In one of my recent posts, I brought up the subject of using XML files as opposed to databases. When we released the referenced application to the public and began using it, I encountered a strange problem that took me the better part of the morning to solve.
After the first new news release was posted, which included an amazing amount of text and HTML code (the meat of the news release was two extremely long lists – broken into four-column tables – of award recipients). Once the release was posted, the script that accessed the XML files began timing out every time I tried to access the page. Of course, because the news release was posted almost immediately after making the page live, I had no idea what was actually causing the timeouts.
I had the following possibilities in mind:
- Our network connection to the server and/or within our office was having issues, which was preventing me from being able to load the script efficiently
- Now that the page was live, the amount of traffic we were receiving was overloading the script, causing too many RACE conditions while trying to access the XML files (if you don’t know what a RACE condition is, you should be able to find some good information on Google)
- The newest news release was causing some sort of unknown problem
I began by calling one of our telecommuters and asking her to try to access the page. Obviously, if she encountered the same issue I was encountering, that would eliminate the possibility that the problem was confined to our specific network connection within the office.
Needless to say, the script timed out for her, too.
The next step was to try to see if the script was getting overloaded by too much traffic. I began by decreasing the amount of information that the script tried to access at one time. Rather than pulling six months of news releases at a time, I lowered it to three months, then two months, and finally just the current month. With all of those adjustments, the script still timed out every time I tried it.
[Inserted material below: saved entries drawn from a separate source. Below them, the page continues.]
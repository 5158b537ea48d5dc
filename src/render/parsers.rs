pub(super) fn is_line_comment_start(bytes: &[u8], idx: usize) -> bool {
    match bytes.get(idx) {
        Some(b'-') => bytes.get(idx + 1) == Some(&b'-'),
        // ClickHouse also takes `# ` and `#!` as line comments
        Some(b'#') => matches!(bytes.get(idx + 1), Some(b' ' | b'!')),
        _ => false,
    }
}

pub(super) fn is_block_comment_start(bytes: &[u8], idx: usize) -> bool {
    bytes.get(idx) == Some(&b'/') && bytes.get(idx + 1) == Some(&b'*')
}

pub(super) fn is_block_comment_end(bytes: &[u8], idx: usize) -> bool {
    bytes.get(idx) == Some(&b'*') && bytes.get(idx + 1) == Some(&b'/')
}

/// Quote characters that open a literal or identifier in ClickHouse SQL.
pub(super) fn closing_quote(b: u8) -> Option<u8> {
    match b {
        b'\'' | b'"' | b'`' => Some(b),
        _ => None,
    }
}

/// Heredoc opener (`$$` or `$tag$`) at `start`; returns the byte range of the tag.
pub(super) fn heredoc_tag(bytes: &[u8], start: usize) -> Option<(usize, usize)> {
    let tag_start = start + 1;
    let mut idx = tag_start;
    while let Some(&b) = bytes.get(idx) {
        if b == b'$' {
            return Some((tag_start, idx));
        }
        if !(b.is_ascii_alphanumeric() || b == b'_') {
            return None;
        }
        idx += 1;
    }
    None
}

pub(super) fn closes_heredoc(bytes: &[u8], idx: usize, tag: &[u8]) -> bool {
    let end = idx + 1 + tag.len();
    bytes.get(idx) == Some(&b'$')
        && bytes.get(idx + 1..end) == Some(tag)
        && bytes.get(end) == Some(&b'$')
}
use super::parsers::{
    closes_heredoc, closing_quote, heredoc_tag, is_block_comment_end, is_block_comment_start,
    is_line_comment_start,
};

#[derive(Clone, Copy)]
enum State {
    Normal,
    Quoted(u8),
    LineComment,
    BlockComment(u32),
    /// Inside `$tag$ … $tag$`; holds the tag's byte range.
    Heredoc(usize, usize),
}

/// Byte offsets of every `?` placeholder outside literals, quoted identifiers, heredocs and
/// comments.
pub(super) fn placeholder_offsets(sql: &str) -> Vec<usize> {
    let bytes = sql.as_bytes();
    let mut offsets = Vec::new();
    let mut state = State::Normal;
    let mut idx = 0;

    while idx < bytes.len() {
        let b = bytes[idx];
        match state {
            State::Normal => {
                if b == b'?' {
                    offsets.push(idx);
                } else if let Some(quote) = closing_quote(b) {
                    state = State::Quoted(quote);
                } else if is_line_comment_start(bytes, idx) {
                    state = State::LineComment;
                    idx += 1;
                } else if is_block_comment_start(bytes, idx) {
                    state = State::BlockComment(1);
                    idx += 1;
                } else if b == b'$'
                    && let Some((tag_start, tag_end)) = heredoc_tag(bytes, idx)
                {
                    state = State::Heredoc(tag_start, tag_end);
                    idx = tag_end;
                }
            }
            State::Quoted(quote) => {
                if b == b'\\' {
                    idx += 1; // backslash escapes the next byte
                } else if b == quote {
                    if bytes.get(idx + 1) == Some(&quote) {
                        idx += 1; // doubled quote
                    } else {
                        state = State::Normal;
                    }
                }
            }
            State::LineComment => {
                if b == b'\n' {
                    state = State::Normal;
                }
            }
            State::BlockComment(depth) => {
                if is_block_comment_start(bytes, idx) {
                    state = State::BlockComment(depth + 1);
                    idx += 1;
                } else if is_block_comment_end(bytes, idx) {
                    state = if depth == 1 {
                        State::Normal
                    } else {
                        State::BlockComment(depth - 1)
                    };
                    idx += 1;
                }
            }
            State::Heredoc(tag_start, tag_end) => {
                if closes_heredoc(bytes, idx, &bytes[tag_start..tag_end]) {
                    state = State::Normal;
                    idx += 1 + (tag_end - tag_start);
                }
            }
        }
        idx += 1;
    }

    offsets
}
use std::collections::BTreeMap;
use std::time::Duration;

use serde::{Deserialize, Serialize};

use crate::error::SqlMiddlewareDbError;

pub const DEFAULT_URL: &str = "http://localhost:8123";

/// Options for reaching a ClickHouse server over HTTP.
///
/// Deserializable so it can sit in an application's own config file; missing fields take
/// their defaults.
#[derive(Debug, Clone, PartialEq, Serialize, Deserialize)]
#[serde(default)]
pub struct ClickhouseOptions {
    pub url: String,
    pub username: Option<String>,
    pub password: Option<String>,
    pub database: Option<String>,
    /// Server settings sent with every request; per-request settings take precedence.
    pub settings: BTreeMap<String, String>,
    pub request_timeout: Option<Duration>,
}

impl Default for ClickhouseOptions {
    fn default() -> Self {
        Self::new(DEFAULT_URL.to_string())
    }
}

impl ClickhouseOptions {
    #[must_use]
    pub fn new(url: String) -> Self {
        Self {
            url,
            username: None,
            password: None,
            database: None,
            settings: BTreeMap::new(),
            request_timeout: None,
        }
    }

    #[must_use]
    pub fn builder(url: impl Into<String>) -> ClickhouseOptionsBuilder {
        ClickhouseOptionsBuilder::new(url.into())
    }

    #[must_use]
    pub fn with_credentials(mut self, username: String, password: String) -> Self {
        self.username = Some(username);
        self.password = Some(password);
        self
    }

    #[must_use]
    pub fn with_database(mut self, database: String) -> Self {
        self.database = Some(database);
        self
    }

    /// Check that the options describe a reachable endpoint.
    ///
    /// # Errors
    /// Returns `SqlMiddlewareDbError::ConfigError` if the URL is empty or not http(s), or if a
    /// password is given without a username.
    pub fn validate(&self) -> Result<(), SqlMiddlewareDbError> {
        let url = self.url.trim();
        if url.is_empty() {
            return Err(SqlMiddlewareDbError::ConfigError(
                "url is required".to_string(),
            ));
        }
        if !(url.starts_with("http://") || url.starts_with("https://")) {
            return Err(SqlMiddlewareDbError::ConfigError(format!(
                "url must use http or https: {url}"
            )));
        }
        if self.password.is_some() && self.username.is_none() {
            return Err(SqlMiddlewareDbError::ConfigError(
                "password given without a username".to_string(),
            ));
        }
        Ok(())
    }
}

/// Fluent builder for ClickHouse options.
#[derive(Debug, Clone)]
pub struct ClickhouseOptionsBuilder {
    opts: ClickhouseOptions,
}

impl ClickhouseOptionsBuilder {
    #[must_use]
    pub fn new(url: String) -> Self {
        Self {
            opts: ClickhouseOptions::new(url),
        }
    }

    #[must_use]
    pub fn username(mut self, username: impl Into<String>) -> Self {
        self.opts.username = Some(username.into());
        self
    }

    #[must_use]
    pub fn password(mut self, password: impl Into<String>) -> Self {
        self.opts.password = Some(password.into());
        self
    }

    #[must_use]
    pub fn database(mut self, database: impl Into<String>) -> Self {
        self.opts.database = Some(database.into());
        self
    }

    #[must_use]
    pub fn setting(mut self, key: impl Into<String>, value: impl Into<String>) -> Self {
        self.opts.settings.insert(key.into(), value.into());
        self
    }

    #[must_use]
    pub fn request_timeout(mut self, timeout: Duration) -> Self {
        self.opts.request_timeout = Some(timeout);
        self
    }

    #[must_use]
    pub fn finish(self) -> ClickhouseOptions {
        self.opts
    }
}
I then decided to open up the XML files and remove the latest news release to see if that made a difference. As soon as I did that, the script reacted immediately.
At least, at this point, I had figured out the problem was related to the latest post. The next question I had to answer was: What is it about this news release that was causing the problem? Naturally, I first assumed that the problem was related to the size of the code contained within the release. However, after doing a little research, I realized that that couldn’t be the problem, as we had other news releases from the past with a similar amount of code, and they were loading without any trouble.
Then, I noticed something odd about the new release that was posted: all of the code was contained on a single line within the XML file. I did a quick search and replace within the file to add new lines after each occurrence of “<br />” and “</p>”. I then put the code back into the XML file and saved it onto the server. It worked wonderfully.
Next, in order to avoid this problem in the future, I added a function into my script that will automatically insert those new lines when a news release is edited or created.
Now, the real question is, what actually caused the problem? What is it about the way VBScript reads files that caused it to choke on one long line of information? Why did it time out rather than throwing a particular error? Unfortunately, I have no answers to these questions, yet. If you have any ideas, please share them with me.